Many consumers have resolved never to patronize certain airlines again because their experiences were so awful. Spirit (13%) topped the list, with United coming in second at 9%. While Singapore Airlines (3%) and Air Canada (4%) appear to have fared the best, fewer Americans have traveled with these airlines compared to domestic airlines. The domestic airlines least likely to lose customers according to respondents are Southwest and Frontier Airlines at 5% each.
United (12%), Spirit (11%) and American (10%) are considered the most obnoxious, even though these airlines are among the most liked. While Air Canada (3%) and British Airways (4%) appear to provide the most pleasant experience, fewer American passengers have patronized these airlines than their American counterparts. The least obnoxious domestic airlines are Southwest (6%) and Delta (7%).
“Airline customer frustration isn’t new. The difference today is that consumers have many more channels to voice their frustrations,” said Harris. “As the world becomes increasingly digital, customers have more channels to vent their frustrations, including email, airline website customer complaint forms, app ratings and reviews, social media, and now DataScalp.com. Airlines must pay attention to what customers are saying in these channels and adjust their operations accordingly. Otherwise, a competitor is just one click away.”
DataScalp: The cure for common airline traveler frustration
DataScalp is a new AI-powered tool that is revolutionizing the way airlines approach data analysis. With DataScalp, airlines can quickly extract insights from a vast amount of data about them, allowing them to make informed decisions about how to improve their operations.
Today, airlines face several challenges, including rising fuel costs, increased competition and changing customer demands. These challenges are making it more important than ever for airlines to find new ways of streamlining their operations and reduce costs.

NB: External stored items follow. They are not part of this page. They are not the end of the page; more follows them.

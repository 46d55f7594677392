//! # Polyhedron Kernel
//!
//! Computational geometry for convex and general polyhedral solids.
//!
//! ## Architecture
//!
//! ```text
//! shape adapters (Aabb, Obb, convex Polyhedron)
//!       ↓ ToPbVolume
//! PbVolume (ordered half-space list) ──set_intersection──▶ PbVolume
//!       ↓ to_polyhedron (clip + weld)
//! Polyhedron (vertex array + index face loops)
//!       ↓
//! validity / metric / containment / distance / intersection queries
//! ```
//!
//! ## Conventions
//!
//! - A plane stores a unit `normal` and an `offset`; a point is inside its
//!   half-space when `normal·p + offset <= tolerance`.
//! - Face loops wind counter-clockwise seen from outside the solid.
//! - Degenerate input never errors at query time: an empty or unbounded
//!   volume materializes into a null or open polyhedron, which callers detect
//!   with [`Polyhedron::is_closed`] and [`Polyhedron::num_vertices`].
//!
//! ## Usage
//!
//! ```rust
//! use polyhedron_kernel::{Aabb, PbVolume, Plane, ToPbVolume, Vec3};
//!
//! let cube = Aabb::new(Vec3::splat(-1.0), Vec3::splat(1.0)).to_pb_volume();
//! let mut half = PbVolume::with_capacity(1);
//! half.push(Plane::new(Vec3::X, 0.0)).unwrap();
//!
//! let solid = cube.set_intersection(&half).to_polyhedron();
//! assert!(solid.is_closed());
//! assert!((solid.volume() - 4.0).abs() < 1e-6);
//! ```

pub mod config;
pub mod core;
pub mod error;
pub mod pb_volume;
pub mod polyhedron;
pub mod primitives;

pub use crate::config::KernelConfig;
pub use crate::core::vec3::Vec3;
pub use crate::error::{GeometryError, GeometryResult};
pub use crate::pb_volume::{CullResult, PbVolume, ToPbVolume};
pub use crate::polyhedron::{Face, Polyhedron};
pub use crate::primitives::{
    Aabb, Classification, Line, LineSegment, Obb, Plane, Polygon, Ray, Sphere, Triangle,
};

DataScalp provides airlines with a powerful new tool to help them overcome these challenges. The tool uses advanced AI algorithms to automatically analyze large amounts of data, providing airlines with valuable insights in real time. This allows airlines to make better decisions about everything from flight routes and pricing to customer service and operations.
One of DataScalp’s key features is its ability to automatically identify patterns and trends in data, even in large and complex datasets. This allows airlines to identify opportunities quickly and easily for cost savings and improved efficiency.
“DataScalp is a powerful tool that is helping airlines overcome the challenges they are facing and improve their operations. By providing real-time insights into their data, DataScalp is helping airlines make more informed decisions and stay ahead of the competition,” said Harris. “The data from this survey clearly indicates that airline customers are unhappy with the state of the air travel industry, and they are not overly optimistic about improvement. Power needs to be given back to the customers for airlines to truly provide better flying experiences.”
DataScalp is capturing and incorporating the “voice of the customer” to the highest level imaginable by providing a consumer platform that ranks businesses based upon voice of the customer data. Businesses such as airlines can use the data to improve services, inventory management, dynamic pricing, internal operations, and customer experience.